Support for footballers mental health has never been more critical. Cases of players suffering from mental health illness have become more prevalent in recent years acknowledges Queens Park Rangers Head of Medicine Imtiaz Ahmad, who has seen an increase in the number of players “mentioning some of the difficulties they’ve had.” While the issue is not new to the game, clubs are now better equipped to deal with player mental health welfare.
“I think it has probably always gone on and now again there has been more attention to it after some of the high profile cases mentioning some of the problems they’ve had. It’s a difficult environment. Football is very challenging, they’re competing at high level, there are a lot of pressures when they’re within a club. The pressures to perform on matchday, them being talked about quite a lot in terms of social media. There are no off buttons for players nowadays and we’re aware of that so we do provide support for them.”

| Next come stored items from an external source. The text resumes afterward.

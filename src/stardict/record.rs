//! Decoding of `.dict` records and the raw-bytes full-text scan.
//!
//! A record is a concatenation of typed fields. With a `sametypesequence`
//! schema the type tags are omitted on disk and the final field's length is
//! implied by the record size; without one, every field carries a leading
//! type character.

use std::borrow::Cow;

use byteorder::{BigEndian, ByteOrder};

use super::error::{DictError, Result};

/// One decoded field of a record.
///
/// `kind` is the type character. Lowercase types (`m`, `t`, `y`, `l`, `g`,
/// `x`, `k` and any other lowercase) are text, stored without their NUL
/// terminator; uppercase types (`W`, `P` and any other uppercase) are
/// binary, stored without their length prefix.
#[derive(Debug, Clone, PartialEq, Eq)]
pub struct RecordField {
    pub kind: u8,
    pub data: Vec<u8>,
}

impl RecordField {
    pub fn is_text(&self) -> bool {
        is_text_type(self.kind)
    }

    /// The field body as text (lossily decoded); `None` for binary fields.
    pub fn text(&self) -> Option<Cow<'_, str>> {
        self.is_text().then(|| String::from_utf8_lossy(&self.data))
    }
}

/// A fully decoded record: the fields in on-disk order.
#[derive(Debug, Clone, Default, PartialEq, Eq)]
pub struct Record {
    pub fields: Vec<RecordField>,
}

impl Record {
    /// Iterate the text fields, lossily decoded.
    pub fn text_fields(&self) -> impl Iterator<Item = Cow<'_, str>> {
        self.fields.iter().filter_map(|f| f.text())
    }
}

pub(crate) fn is_text_type(kind: u8) -> bool {
    !kind.is_ascii_uppercase()
}

/// Decode a raw record.
///
/// With a non-empty `sametypesequence`, every field's type comes from the
/// schema and the final field's extent is whatever remains of the record.
/// Otherwise each field is read as `tag, content`, the content length
/// encoded per the tag's kind; tagged records carry explicit terminators
/// and length prefixes for every field, the final one included.
pub fn decode(raw: &[u8], sametypesequence: &str) -> Result<Record> {
    let mut fields = Vec::new();
    let schema = sametypesequence.as_bytes();

    if !schema.is_empty() {
        let mut pos = 0usize;
        for (i, &kind) in schema.iter().enumerate() {
            let last = i == schema.len() - 1;
            if last {
                fields.push(RecordField {
                    kind,
                    data: raw[pos..].to_vec(),
                });
                pos = raw.len();
            } else if is_text_type(kind) {
                let (data, next) = take_text(raw, pos)?;
                fields.push(RecordField { kind, data });
                pos = next;
            } else {
                let (data, next) = take_binary(raw, pos)?;
                fields.push(RecordField { kind, data });
                pos = next;
            }
        }
    } else {
        let mut pos = 0usize;
        while pos < raw.len() {
            let kind = raw[pos];
            pos += 1;
            if is_text_type(kind) {
                let (data, next) = take_text(raw, pos)?;
                fields.push(RecordField { kind, data });
                pos = next;
            } else {
                let (data, next) = take_binary(raw, pos)?;
                fields.push(RecordField { kind, data });
                pos = next;
            }
        }
    }

    Ok(Record { fields })
}

/// NUL-terminated text at `pos`; a missing terminator is corruption.
fn take_text(raw: &[u8], pos: usize) -> Result<(Vec<u8>, usize)> {
    match raw[pos..].iter().position(|&b| b == 0) {
        Some(nul) => Ok((raw[pos..pos + nul].to_vec(), pos + nul + 1)),
        None => Err(DictError::Malformed(
            "record text field lacks its terminator".to_string(),
        )),
    }
}

/// Length-prefixed binary content at `pos` (u32, big-endian).
fn take_binary(raw: &[u8], pos: usize) -> Result<(Vec<u8>, usize)> {
    if pos + 4 > raw.len() {
        return Err(DictError::Malformed(
            "record binary field lacks its length prefix".to_string(),
        ));
    }
    let len = BigEndian::read_u32(&raw[pos..pos + 4]) as usize;
    let start = pos + 4;
    if start + len > raw.len() {
        return Err(DictError::Malformed(format!(
            "record binary field overruns the record ({} > {})",
            start + len,
            raw.len()
        )));
    }
    Ok((raw[start..start + len].to_vec(), start + len))
}

/// Scan a raw record for full-text needles without decoding it.
///
/// Binary fields are skipped; text fields are searched byte-wise. Returns
/// true as soon as every needle has been seen in some text field of this
/// record.
pub fn matches_needles(raw: &[u8], sametypesequence: &str, needles: &[String]) -> bool {
    if needles.is_empty() {
        return false;
    }
    let mut found = vec![false; needles.len()];
    let mut nfound = 0usize;

    let mut scan = |field: &[u8]| -> bool {
        for (j, needle) in needles.iter().enumerate() {
            if !found[j] && contains_subslice(field, needle.as_bytes()) {
                found[j] = true;
                nfound += 1;
            }
        }
        nfound == needles.len()
    };

    let schema = sametypesequence.as_bytes();
    if !schema.is_empty() {
        let mut pos = 0usize;
        for (i, &kind) in schema.iter().enumerate() {
            let last = i == schema.len() - 1;
            if last {
                if is_text_type(kind) && scan(&raw[pos..]) {
                    return true;
                }
                break;
            }
            if is_text_type(kind) {
                let nul = match raw[pos..].iter().position(|&b| b == 0) {
                    Some(n) => n,
                    None => return false,
                };
                if scan(&raw[pos..pos + nul]) {
                    return true;
                }
                pos += nul + 1;
            } else {
                if pos + 4 > raw.len() {
                    return false;
                }
                pos += 4 + BigEndian::read_u32(&raw[pos..pos + 4]) as usize;
                if pos > raw.len() {
                    return false;
                }
            }
        }
    } else {
        let mut pos = 0usize;
        while pos < raw.len() {
            let kind = raw[pos];
            pos += 1;
            if is_text_type(kind) {
                let end = match raw[pos..].iter().position(|&b| b == 0) {
                    Some(n) => pos + n,
                    None => return false,
                };
                if scan(&raw[pos..end]) {
                    return true;
                }
                pos = end + 1;
            } else {
                if pos + 4 > raw.len() {
                    return false;
                }
                pos += 4 + BigEndian::read_u32(&raw[pos..pos + 4]) as usize;
                if pos > raw.len() {
                    return false;
                }
            }
        }
    }
    false
}

fn contains_subslice(haystack: &[u8], needle: &[u8]) -> bool {
    if needle.is_empty() {
        return true;
    }
    haystack
        .windows(needle.len())
        .any(|window| window == needle)
}
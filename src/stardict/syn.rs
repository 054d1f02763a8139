//! `.syn` synonym index: alternate headwords pointing into the main index.

use std::cmp::Ordering;
use std::path::Path;

use byteorder::{BigEndian, ByteOrder};
use log::debug;

use super::compare::ascii_strcasecmp;
use super::error::{DictError, Result};
use super::mapfile::MapFile;
use super::WordLookup;

/// A memory-mapped `.syn` file.
///
/// Each entry is a NUL-terminated synonym string followed by a big-endian
/// u32 position in the main index. Entries are in comparator order on the
/// synonym. The mapping stays alive for the dictionary's lifetime.
pub struct SynFile {
    map: MapFile,
    /// Start offset of each entry in the mapping.
    entries: Vec<usize>,
}

impl SynFile {
    pub fn load(path: &Path, syn_wordcount: usize) -> Result<Self> {
        let map = MapFile::open(path)?;
        let data = map.data();

        let mut entries = Vec::with_capacity(syn_wordcount);
        let mut pos = 0usize;
        for _ in 0..syn_wordcount {
            entries.push(pos);
            let nul = data[pos..].iter().position(|&b| b == 0).ok_or_else(|| {
                DictError::Malformed("synonym entry lacks its terminator".to_string())
            })?;
            pos += nul + 1 + 4;
            if pos > data.len() {
                return Err(DictError::Malformed(
                    "synonym entry overruns the file".to_string(),
                ));
            }
        }

        debug!(
            "synonym index loaded from {}: {} entries",
            path.display(),
            syn_wordcount
        );
        Ok(SynFile { map, entries })
    }

    fn key_bytes(&self, idx: usize) -> &[u8] {
        let start = self.entries[idx];
        let data = self.map.data();
        let nul = data[start..]
            .iter()
            .position(|&b| b == 0)
            .expect("entry table was validated at load");
        &data[start..start + nul]
    }

    /// The main-index position a synonym entry refers to.
    fn referenced_index(&self, idx: usize) -> usize {
        let start = self.entries[idx];
        let data = self.map.data();
        let key_len = self.key_bytes(idx).len();
        BigEndian::read_u32(&data[start + key_len + 1..start + key_len + 5]) as usize
    }

    /// Exact lookup on the synonym strings. Matches insert the *referenced*
    /// main-index positions, not positions within the `.syn` file.
    pub fn lookup(&self, word: &str) -> WordLookup {
        let word = word.as_bytes();
        let mut res = WordLookup::default();
        if self.entries.is_empty() {
            return res;
        }
        let last = self.entries.len() - 1;

        if ascii_strcasecmp(word, self.key_bytes(0)) == Ordering::Less {
            res.next_idx = Some(0);
            return res;
        }
        if ascii_strcasecmp(word, self.key_bytes(last)) == Ordering::Greater {
            res.next_idx = None;
            return res;
        }

        let (mut from, mut to) = (0isize, last as isize);
        let mut hit = None;
        while from <= to {
            let mid = (from + to) / 2;
            match ascii_strcasecmp(word, self.key_bytes(mid as usize)) {
                Ordering::Greater => from = mid + 1,
                Ordering::Less => to = mid - 1,
                Ordering::Equal => {
                    hit = Some(mid as usize);
                    break;
                }
            }
        }

        match hit {
            None => res.next_idx = Some(from as usize),
            Some(found_at) => {
                res.found = true;
                let mut head = found_at as isize - 1;
                while head >= 0
                    && ascii_strcasecmp(word, self.key_bytes(head as usize))
                        == Ordering::Equal
                {
                    res.indices.insert(self.referenced_index(head as usize));
                    head -= 1;
                }
                let mut tail = found_at;
                loop {
                    res.indices.insert(self.referenced_index(tail));
                    tail += 1;
                    if tail > last
                        || ascii_strcasecmp(word, self.key_bytes(tail)) != Ordering::Equal
                    {
                        break;
                    }
                }
            }
        }
        res
    }
}
// --- Fixture builder ---

struct DictBuilder {
    stem: String,
    bookname: String,
    schema: String,
    entries: Vec<(String, Vec<u8>)>,
    synonyms: Vec<(String, u32)>,
    gzip_index: bool,
    dictzip_payload: bool,
}

impl DictBuilder {
    /// Entries and synonyms must be given in comparator order, the way real
    /// index files are written.
    fn new(stem: &str, bookname: &str) -> Self {
        DictBuilder {
            stem: stem.to_string(),
            bookname: bookname.to_string(),
            schema: "m".to_string(),
            entries: Vec::new(),
            synonyms: Vec::new(),
            gzip_index: false,
            dictzip_payload: false,
        }
    }

    fn entry(mut self, key: &str, body: &[u8]) -> Self {
        self.entries.push((key.to_string(), body.to_vec()));
        self
    }

    fn synonym(mut self, key: &str, target: u32) -> Self {
        self.synonyms.push((key.to_string(), target));
        self
    }

    fn gzip_index(mut self) -> Self {
        self.gzip_index = true;
        self
    }

    fn dictzip_payload(mut self) -> Self {
        self.dictzip_payload = true;
        self
    }

    fn schema(mut self, schema: &str) -> Self {
        self.schema = schema.to_string();
        self
    }

    fn write(self, dir: &Path) -> PathBuf {
        let mut payload = Vec::new();
        let mut idx = Vec::new();
        for (key, body) in &self.entries {
            let offset = payload.len() as u32;
            payload.extend_from_slice(body);
            idx.extend_from_slice(key.as_bytes());
            idx.push(0);
            idx.extend_from_slice(&offset.to_be_bytes());
            idx.extend_from_slice(&(body.len() as u32).to_be_bytes());
        }

        if self.gzip_index {
            let mut enc = GzEncoder::new(Vec::new(), Compression::default());
            std::io::Write::write_all(&mut enc, &idx).unwrap();
            fs::write(
                dir.join(format!("{}.idx.gz", self.stem)),
                enc.finish().unwrap(),
            )
            .unwrap();
        } else {
            fs::write(dir.join(format!("{}.idx", self.stem)), &idx).unwrap();
        }

        if self.dictzip_payload {
            write_dictzip(
                &dir.join(format!("{}.dict.dz", self.stem)),
                &payload,
                16,
            );
        } else {
            fs::write(dir.join(format!("{}.dict", self.stem)), &payload).unwrap();
        }

        if !self.synonyms.is_empty() {
            let mut syn = Vec::new();
            for (key, target) in &self.synonyms {
                syn.extend_from_slice(key.as_bytes());
                syn.push(0);
                syn.extend_from_slice(&target.to_be_bytes());
            }
            fs::write(dir.join(format!("{}.syn", self.stem)), syn).unwrap();
        }

        let mut ifo = String::new();
        ifo.push_str("StarDict's dict ifo file\n");
        ifo.push_str("version=2.4.2\n");
        ifo.push_str(&format!("bookname={}\n", self.bookname));
        ifo.push_str(&format!("wordcount={}\n", self.entries.len()));
        ifo.push_str(&format!("idxfilesize={}\n", idx.len()));
        if !self.schema.is_empty() {
            ifo.push_str(&format!("sametypesequence={}\n", self.schema));
        }
        if !self.synonyms.is_empty() {
            ifo.push_str(&format!("synwordcount={}\n", self.synonyms.len()));
        }
        let ifo_path = dir.join(format!("{}.ifo", self.stem));
        fs::write(&ifo_path, ifo).unwrap();
        ifo_path
    }
}

fn write_dictzip(path: &Path, payload: &[u8], chunk_len: usize) {
    let mut chunk_sizes: Vec<u16> = Vec::new();
    let mut body: Vec<u8> = Vec::new();
    for chunk in payload.chunks(chunk_len.max(1)) {
        let mut comp = Compress::new(Compression::default(), false);
        let mut out = vec![0u8; chunk.len() * 2 + 128];
        loop {
            let consumed = comp.total_in() as usize;
            let produced = comp.total_out() as usize;
            comp.compress(&chunk[consumed..], &mut out[produced..], FlushCompress::Sync)
                .unwrap();
            if comp.total_in() as usize == chunk.len() {
                break;
            }
        }
        out.truncate(comp.total_out() as usize);
        chunk_sizes.push(u16::try_from(out.len()).unwrap());
        body.extend_from_slice(&out);
    }

    let mut file = Vec::new();
    file.extend_from_slice(&[0x1f, 0x8b, 0x08, 0x04]);
    file.extend_from_slice(&[0, 0, 0, 0, 0, 0x03]);
    let sub_len = 6 + 2 * chunk_sizes.len();
    file.extend_from_slice(&((4 + sub_len) as u16).to_le_bytes());
    file.extend_from_slice(b"RA");
    file.extend_from_slice(&(sub_len as u16).to_le_bytes());
    file.extend_from_slice(&1u16.to_le_bytes());
    file.extend_from_slice(&(chunk_len as u16).to_le_bytes());
    file.extend_from_slice(&(chunk_sizes.len() as u16).to_le_bytes());
    for size in &chunk_sizes {
        file.extend_from_slice(&size.to_le_bytes());
    }
    file.extend_from_slice(&body);
    let mut crc = Crc::new();
    crc.update(payload);
    file.extend_from_slice(&crc.sum().to_le_bytes());
    file.extend_from_slice(&(payload.len() as u32).to_le_bytes());
    fs::write(path, file).unwrap();
}

fn fruits(dir: &Path, stem: &str) -> PathBuf {
    DictBuilder::new(stem, "Fruits")
        .entry("apple", b"a pome")
        .entry("banana", b"x")
        .entry("cherry", b"a drupe")
        .write(dir)
}

fn indices(values: &[usize]) -> BTreeSet<usize> {
    values.iter().copied().collect()
}

// --- Exact lookup ---

#[test]
fn exact_lookup_finds_the_headword_and_its_record() {
    let dir = TempDir::new().unwrap();
    let ifo = fruits(dir.path(), "fruits");

    let mut lib = Library::new(true);
    assert!(lib.load_dictionary(&ifo));
    assert_eq!(lib.ndicts(), 1);
    assert_eq!(lib.dict_name(0), "Fruits");
    assert_eq!(lib.narticles(0), 3);

    let hit = lib.simple_lookup("banana", 0).unwrap();
    assert!(hit.found);
    assert_eq!(hit.indices, indices(&[1]));
    let record = lib.record(0, 1).unwrap();
    assert_eq!(record.text_fields().collect::<String>(), "x");
}

#[test]
fn lookup_matches_case_insensitively() {
    let dir = TempDir::new().unwrap();
    let ifo = fruits(dir.path(), "ci");

    let mut lib = Library::new(true);
    lib.load([&ifo]);
    let hit = lib.simple_lookup("BaNaNa", 0).unwrap();
    assert!(hit.found);
    assert_eq!(hit.indices, indices(&[1]));
}

#[test]
fn lookup_reports_every_case_variant() {
    let dir = TempDir::new().unwrap();
    let ifo = DictBuilder::new("variants", "Variants")
        .entry("APPLE", b"shouting")
        .entry("Apple", b"title")
        .entry("apple", b"plain")
        .entry("banana", b"x")
        .write(dir.path());

    let mut dict = Dict::load(&ifo, false).unwrap();
    let hit = dict.lookup("apple").unwrap();
    assert!(hit.found);
    assert_eq!(hit.indices, indices(&[0, 1, 2]));
}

Ahmad (r) has seen an increase in players suffering with mental health concerns
On loan Newcastle United defender Danny Rose, Burnley’s Aaron Lennon as well as former Professional Footballers Association chairman Clarke Carlisle are among current and former footballers who have spoken openly about their mental health battles on and off the pitch. Clubs have noticed an upward trend and have put plans into action to recognise the early onset of mental health concerns, and the trigger points.
Ahmad believes that recognising the beginning of players mental health illness is a collective responsibility, where players may voice initial concerns to non-medical staff which then should be passed on. If they can talk to each other they can start talking and share their problems and not just the problems, but how they are affecting them.
Newcastle’s on loan defender Danny Rose (c) has spoken about mental health issues in football
“In terms of mental health, we are quite used to picking up early aspects of mental health. How is it affecting their mood ? Are they becoming more irritable? Are they becoming more withdrawn from how they normally are ? Is it affecting their appetite? Are they losing weight because of it? Is it affecting their sleep ? How is their concentration ? That’s the kind of thing we’d look at.
“But most people who are good communicators will be able to pick up some of the signs if they already have that policy of talking to their colleagues and friends. If you have the culture right and the environment right within your club, again that can provide support to them during the time with you because they do spend a lot of time here with us and the support that’s around them is really important.”
Ahmad is well versed in player mental wellbeing. He added to his CV with an Advanced Diploma in Primary Care Mental health where the focus was particularly on football, to improve his knowledge base in sportsmen and athletes to make sure that he is in the right place to pick up their signs and symptoms. He has placed himself at the heart of the players environment where he is always available to discuss any matter.
Aaron Lennon is among footballers to have suffered with mental health illness
“I believe when you are looking at an area whether it’s an area like mental health, player welfare, player protection, child protection, I don’t think it should be just one corner of a club. I don’t think you should just put a door on and say, ’look, that’s the psychologists room or that’s the mental health room,’ I think the skill base should be improved throughout clubs,.
“If you create a good enough environment then people are then more open to talk, whether it’s talking to colleagues, whether it’s talking to staff, and it might not be medical staff it might be talking to the person they’re closest to, which may be one of the coaches. It might be someone from the therapies department, it might be the kit-man, it might be someone they talk to a lot, and if they then recognise there is something going on, they can pick up any early warning signs they could then sign post them towards myself as a medic.”
Mental health concerns can manifest themselves at any time and in any circumstance. In the case of footballers, Ahmad accepts that it may stem from concerns away from the pitch. Once that has been recognised then a recovery plan can then be actioned.
Ahmad has an open door policy for players wishing to discuss player welfare concerns
“Our players have got high ability. They’ve reached it to a level where they’re playing at an elite standard so it’s not usually due to ability issues, it’s usually due to surrounding factors, social factors, psychological factors, that’s where if you’ve got that environment within a club to help support that, that can be really beneficial.”
“Once you have a diagnosis, you can then deal with it, whether it’s an injury or mental health issues, so you could then start bringing in counsellors. The PFA do a really good job, they’re very approachable, [Director of Player Welfare] Michael Bennett from the PFA does really excellent work in mental health in footballers, the players know they can access that service. It’s online as well. It is a good service and they respond to any issues if they’re required.”
Hosted by the Mental Health Foundation, the UK’s Mental Health Awareness Week takes place from 18-24 May 2020.